I went to Ludlow next day [after federal troops arrived, May 1914] to see the federal troops come in and the militia leave. The tent colony, or where the tent colony had been, was a great square of ghastly ruins. Only a few were in uniform, for many of them were mine guards hastily mustered in. As the regulars left their train one militiaman said loudly, in the hearing of the militia officers: "I hope these red-necks kill a regular so they will go in and wipe out the whole bunch. We certainly done a good job on that tent colony."
* * *
"Better" Element with Strikers.
Nine out of ten business and professional men in the coal district towns are violent strike sympathizers. After Ludlow, doctors, ministers, hack-drivers, drug-store clerks and farmers joined the fighting strikers with guns in their hands. Their women organized the Federal Labor Alliance, which is to spread all over the country, even among women whose husbands are not union men, to provide food and clothing and medical attendance for workers on strike. They are the kind of people who usually form law and order leagues in times like these; who consider themselves better than laborers, and think that their interest lie with the employers. Many Trinidad shop keepers had been ruined by the strike.
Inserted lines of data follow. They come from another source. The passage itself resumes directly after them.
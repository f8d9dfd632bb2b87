//! Instrumental systematics masks.
//!
//! ## Purpose
//!
//! Spacecraft momentum dumps and pointing excursions leave short, sharp
//! features in the photometry, and some sectors have stretches with
//! scattered light or failed guiding. This module removes samples near known
//! bad times and inside known bad windows before detrending.
//!
//! ## Key concepts
//!
//! * **Bad time**: A timestamp to avoid; samples strictly closer than
//!   `tolerance` are removed.
//! * **Excluded range**: An open interval, possibly unbounded on one side.
//! * **Quaternion outliers**: Bad times can be derived from the spacecraft
//!   attitude quaternions as the samples beyond `n_sigma` standard deviations.

// External dependencies
use serde::{Deserialize, Serialize};
use tracing::debug;

// Internal dependencies
use crate::math::scaling::nan_std;
use crate::pipeline::lightcurve::LightCurve;
use crate::primitives::errors::DetrendError;

/// Default half-width, in days, of the window removed around a bad time.
pub const DEFAULT_TOLERANCE: f64 = 0.015;

/// Default outlier threshold for quaternion bad times.
pub const DEFAULT_QUATERNION_SIGMA: f64 = 5.0;

/// Open time interval `lower < t < upper`; a missing bound is unbounded.
#[derive(Debug, Clone, Copy, PartialEq, Serialize, Deserialize)]
pub struct ExcludedRange {
    pub lower: Option<f64>,
    pub upper: Option<f64>,
}

impl ExcludedRange {
    pub fn between(lower: f64, upper: f64) -> Self {
        Self {
            lower: Some(lower),
            upper: Some(upper),
        }
    }

    pub fn before(upper: f64) -> Self {
        Self { lower: None, upper: Some(upper) }
    }

    pub fn after(lower: f64) -> Self {
        Self { lower: Some(lower), upper: None }
    }

    #[inline]
    pub fn contains(&self, t: f64) -> bool {
        self.lower.is_none_or(|l| t > l) && self.upper.is_none_or(|u| t < u)
    }
}

/// Samples to remove before detrending.
#[derive(Debug, Clone, PartialEq, Serialize, Deserialize)]
#[serde(default)]
pub struct SystematicsMask {
    /// Sorted bad timestamps.
    pub bad_times: Vec<f64>,
    pub tolerance: f64,
    pub excluded_ranges: Vec<ExcludedRange>,
}

impl Default for SystematicsMask {
    fn default() -> Self {
        Self {
            bad_times: Vec::new(),
            tolerance: DEFAULT_TOLERANCE,
            excluded_ranges: Vec::new(),
        }
    }
}

impl SystematicsMask {
    pub fn new(mut bad_times: Vec<f64>) -> Self {
        bad_times.retain(|t| t.is_finite());
        bad_times.sort_by(f64::total_cmp);
        Self {
            bad_times,
            ..Self::default()
        }
    }

    /// Mask for a sector, including its known bad windows.
    pub fn for_sector(sector: u32, bad_times: Vec<f64>) -> Self {
        let mut mask = Self::new(bad_times);
        mask.excluded_ranges = sector_ranges(sector);
        mask
    }

    /// Mask for a sector built from its published momentum dumps.
    pub fn from_momentum_dumps(sector: u32) -> Self {
        Self::for_sector(sector, momentum_dumps(sector).to_vec())
    }

    pub fn with_tolerance(mut self, tolerance: f64) -> Self {
        self.tolerance = tolerance;
        self
    }

    pub fn with_range(mut self, range: ExcludedRange) -> Self {
        self.excluded_ranges.push(range);
        self
    }

    /// Whether the sample at `t` should be removed.
    pub fn is_bad(&self, t: f64) -> bool {
        if self.excluded_ranges.iter().any(|r| r.contains(t)) {
            return true;
        }
        // bad_times is sorted: only the neighbours of the insertion point matter
        let i = self.bad_times.partition_point(|&b| b < t);
        let near = |j: usize| self.bad_times.get(j).is_some_and(|&b| (t - b).abs() < self.tolerance);
        near(i) || (i > 0 && near(i - 1))
    }

    /// Keep-mask over `time`.
    pub fn keep_mask(&self, time: &[f64]) -> Vec<bool> {
        time.iter().map(|&t| !self.is_bad(t)).collect()
    }

    /// Remove masked samples from a light curve; returns how many went.
    pub fn apply(&self, lc: &mut LightCurve) -> usize {
        let keep = self.keep_mask(&lc.time);
        let removed = keep.iter().filter(|&&k| !k).count();
        lc.retain_mask(&keep);
        debug!(target_id = %lc.target_id, removed, remaining = lc.len(), "systematics mask applied");
        removed
    }

    /// Cleaned copies of `(time, flux, flux_err)`.
    pub fn clean(&self, time: &[f64], flux: &[f64], flux_err: &[f64]) -> Result<(Vec<f64>, Vec<f64>, Vec<f64>), DetrendError> {
        if time.len() != flux.len() || time.len() != flux_err.len() {
            return Err(DetrendError::MismatchedInputs {
                x_len: time.len(),
                y_len: flux.len().min(flux_err.len()),
            });
        }
        let mut out = (Vec::new(), Vec::new(), Vec::new());
        for i in 0..time.len() {
            if !self.is_bad(time[i]) {
                out.0.push(time[i]);
                out.1.push(flux[i]);
                out.2.push(flux_err[i]);
            }
        }
        Ok(out)
    }
}

/// Known bad windows of a sector.
pub fn sector_ranges(sector: u32) -> Vec<ExcludedRange> {
    match sector {
        3 => vec![
            ExcludedRange::before(1385.8966),
            ExcludedRange::after(1406.2925),
            ExcludedRange::between(1395.4800, 1396.6050),
        ],
        4 => vec![ExcludedRange::between(1418.53691, 1421.21168)],
        15 => vec![ExcludedRange::after(1737.3)],
        18 => vec![ExcludedRange::before(1791.5), ExcludedRange::after(1813.48)],
        _ => Vec::new(),
    }
}

/// Published momentum dump times for the first sectors; empty otherwise.
pub fn momentum_dumps(sector: u32) -> &'static [f64] {
    match sector {
        1 => &[1327.84, 1330.34, 1332.84, 1335.34, 1337.84, 1342.18, 1344.68, 1347.18, 1349.68, 1352.18],
        2 => &[1356.63, 1359.13, 1361.63, 1364.13, 1366.63, 1371.12, 1373.62, 1376.12, 1378.62, 1381.12],
        3 => &[
            1387.75, 1390.25, 1392.75, 1395.25, 1395.58, 1396.47, 1396.57, 1398.71, 1400.71, 1402.71, 1404.71, 1406.25,
            1409.56, 1410.71,
        ],
        4 => &[1413.26, 1413.94, 1416.94, 1422.94, 1427.58, 1430.58, 1433.58, 1436.58],
        5 => &[1441.02, 1444.02, 1447.02, 1450.02, 1454.59, 1457.59, 1460.59, 1463.59],
        _ => &[],
    }
}

/// Times where an attitude quaternion strays beyond `n_sigma` standard
/// deviations of zero, rounded to 0.01 d and de-duplicated.
pub fn bad_times_from_quaternions(time: &[f64], quaternion: &[f64], n_sigma: f64) -> Result<Vec<f64>, DetrendError> {
    if time.len() != quaternion.len() {
        return Err(DetrendError::MismatchedInputs {
            x_len: time.len(),
            y_len: quaternion.len(),
        });
    }
    let sd = nan_std(quaternion).ok_or(DetrendError::EmptyInput)?;
    let limit = n_sigma * sd;

    let mut bad: Vec<f64> = time
        .iter()
        .zip(quaternion)
        .filter(|&(_, q)| !(q.abs() < limit))
        .map(|(&t, _)| (t * 100.0).round() / 100.0)
        .filter(|t| t.is_finite())
        .collect();
    bad.sort_by(f64::total_cmp);
    bad.dedup();
    Ok(bad)
}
A very respectable little woman, the wife of a clergyman, said to me: "I don't see why they ever made a truce until they had shot every mine guard and militiaman, and blown up all the mines with dynamite."
* * *
Children Burned Alive.
Lucia Bartellotti [Bartolotti] rocked slowly backward and forward, the tears running down her cheeks; they said she had been crying steadily for a week and could not sleep. She burst out monotonously, as one recites a piece:
I can't remember nothing. I am so terrible and the shooting all the time, and me try to get down in our cellar under the tent. And then Mis' Fyler comes and says:"For God's sake, go down the well; they are gong to kill all the women and children!" When I come up again in the night, the tents burning and women and children burning alive, screaming, and I don't know what else. My husband is shot in the back when he is running away because he does not know the customs of this country; and why they should shoot at us, God knows.
* * *
Shot Down as They Ran.
I asked her how it happened.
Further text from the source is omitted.